Après avoir fait de ce genre d’aventure la grande passion de ma vie, se peut-il que je sois si près de la trahir au lieu de m’y accrocher pour surmonter l’épreuve où je me noie, la mort subite d’un fils de 38 ans ? Il faut croire que tout n’est pas si simple et que la bouée de sauvetage espérée s’est transformée en une chape de plomb. Après une nuit au sec, sous une tente de kermesse, le soleil illumine les alpages de Trepalle et je lui en veux de priver d’arguments mes velléités d’abandon. Pourtant, si c’est un clin d’œil du destin, il me signifie clairement que la retraite est désormais interdite et qu’il faut y aller.

Le col de Val Trela, c’est à peine 300 m à gagner, en poussage facile, pour prendre pied sur le berceau suspendu du Val Fraele occupé par deux grands lacs de barrage : une pure merveille ! Une route en rive nord et une piste en rive sud, permettent de repartir en selle. Par acquis de conscience, je pousse une reconnaissance bien au-delà du faux col de Val Mora par le vrai col de Fraele, simple point de divergence des eaux du Spöl vers le Danube et de l’Adda vers le Pô; un destin fixé à quelques mètres près. Réflexion faite, je renonce à l’interminable cheminement vers Santa-Maria, peu compatible avec un mental encore fragile et reviens parcourir d’un bout à l’autre le lumineux Val Fraele. La Michelin 218 est muette sur la suite à donner pour gagner au plus court le Stelvio sans redescendre à Bormio mais la Mair autrichienne Süd-Tyrol fait état d’une piste séduisante.

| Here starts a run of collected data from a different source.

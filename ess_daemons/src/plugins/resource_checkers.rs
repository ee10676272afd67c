use crate::registry::plugin_settings;
use async_trait::async_trait;
use ess_lib::{parse_space, EssError, EssResult, ResourceChecker};
use log::debug;
use serde::Deserialize;
use std::path::PathBuf;

#[derive(Debug, Clone, Deserialize)]
pub struct DirUsageSettings {
    #[serde(alias = "path")]
    pub cache_dir: PathBuf,
}

/// Reports the recursive size of the cache directory as used space.
pub struct DirUsageChecker {
    cache_dir: PathBuf,
}

impl DirUsageChecker {
    pub fn new(cache_dir: PathBuf) -> Self {
        Self { cache_dir }
    }

    pub fn from_settings(settings: &toml::Table) -> EssResult<Self> {
        let settings: DirUsageSettings = plugin_settings("dir_usage", settings)?;
        Ok(Self::new(settings.cache_dir))
    }
}

#[async_trait]
impl ResourceChecker for DirUsageChecker {
    async fn used_space(&self) -> EssResult<u64> {
        let dir = self.cache_dir.clone();
        if !tokio::fs::try_exists(&dir).await.unwrap_or(false) {
            debug!("dir_usage: {} does not exist yet", dir.display());
            return Ok(0);
        }
        let size = tokio::task::spawn_blocking(move || fs_extra::dir::get_size(&dir))
            .await
            .map_err(|e| EssError::Internal(format!("dir_usage task failed: {}", e)))?
            .map_err(|e| {
                EssError::PluginExecution(format!(
                    "measure {}: {}",
                    self.cache_dir.display(),
                    e
                ))
            })?;
        Ok(size)
    }
}

#[derive(Debug, Clone, Deserialize)]
pub struct StaticUsageSettings {
    pub used_space: String,
}

/// A fixed used-space figure, for nodes whose storage is accounted elsewhere.
pub struct StaticUsageChecker {
    used_space: u64,
}

impl StaticUsageChecker {
    pub fn new(used_space: u64) -> Self {
        Self { used_space }
    }

    pub fn from_settings(settings: &toml::Table) -> EssResult<Self> {
        let settings: StaticUsageSettings = plugin_settings("static", settings)?;
        Ok(Self::new(parse_space(&settings.used_space)?))
    }
}

#[async_trait]
impl ResourceChecker for StaticUsageChecker {
    async fn used_space(&self) -> EssResult<u64> {
        Ok(self.used_space)
    }
}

Seulement voila, ma pause alimentaire de midi à l’ombre de la chapelle Sant’Erasmo est perturbée par d’inquiétants grondements et de sombres nuées tendent déjà, en divers coins du ciel, leurs rideaux de pluie, réactivant d’un coup mon cafard endormi. Et s’envole ma vaillance retrouvée… Levez-vous donc orages désirés, qu’aux premières gouttes je dévale sur Bormio et Sondrio où je trouverai bien un train pour accélérer ma fuite ! Mais non, le ciel qui a de la suite dans les idées, en décide autrement : les foyers orageux se tiennent à distance et finissent par se diluer dans la nébulosité ambiante. Message compris : remballe ton chagrin au fond du sac et vas vers le but que tu t’es fixé !
Tournant le dos au ciel renversé que reflète l’eau du lac de Cancano, je remonte un étroit thalweg par une piste qui ne tarde pas à se diviser : la branche maîtresse continue droit par le fond en semblant s’écarter de mon objectif; aussi, c’est à pied que j’entreprends le lent grignotage des lacets pierreux et délabrés qui s’élancent à l’assaut du raide versant tombant sur la rive gauche. En haut, l’ancienne route militaire s’efface par endroits sous l’herbe de l’alpage et en pente douce s’élève à la Bocchetta di Pedenolo (2704 m) suivie de celle de Pedenoletto (2790 m), ouverte dans une crête rocheuse colorée. Ici apparaît un vaste plateau d’aspect minéral, assez accidenté, à l’extrémité duquel on distingue un tertre surmonté d’une caserne en ruine. Les lieux n’engendrent pas la gaieté, d’autant plus que je me prends à douter de l’infaillibilité de mes intuitions en matière d’orientation.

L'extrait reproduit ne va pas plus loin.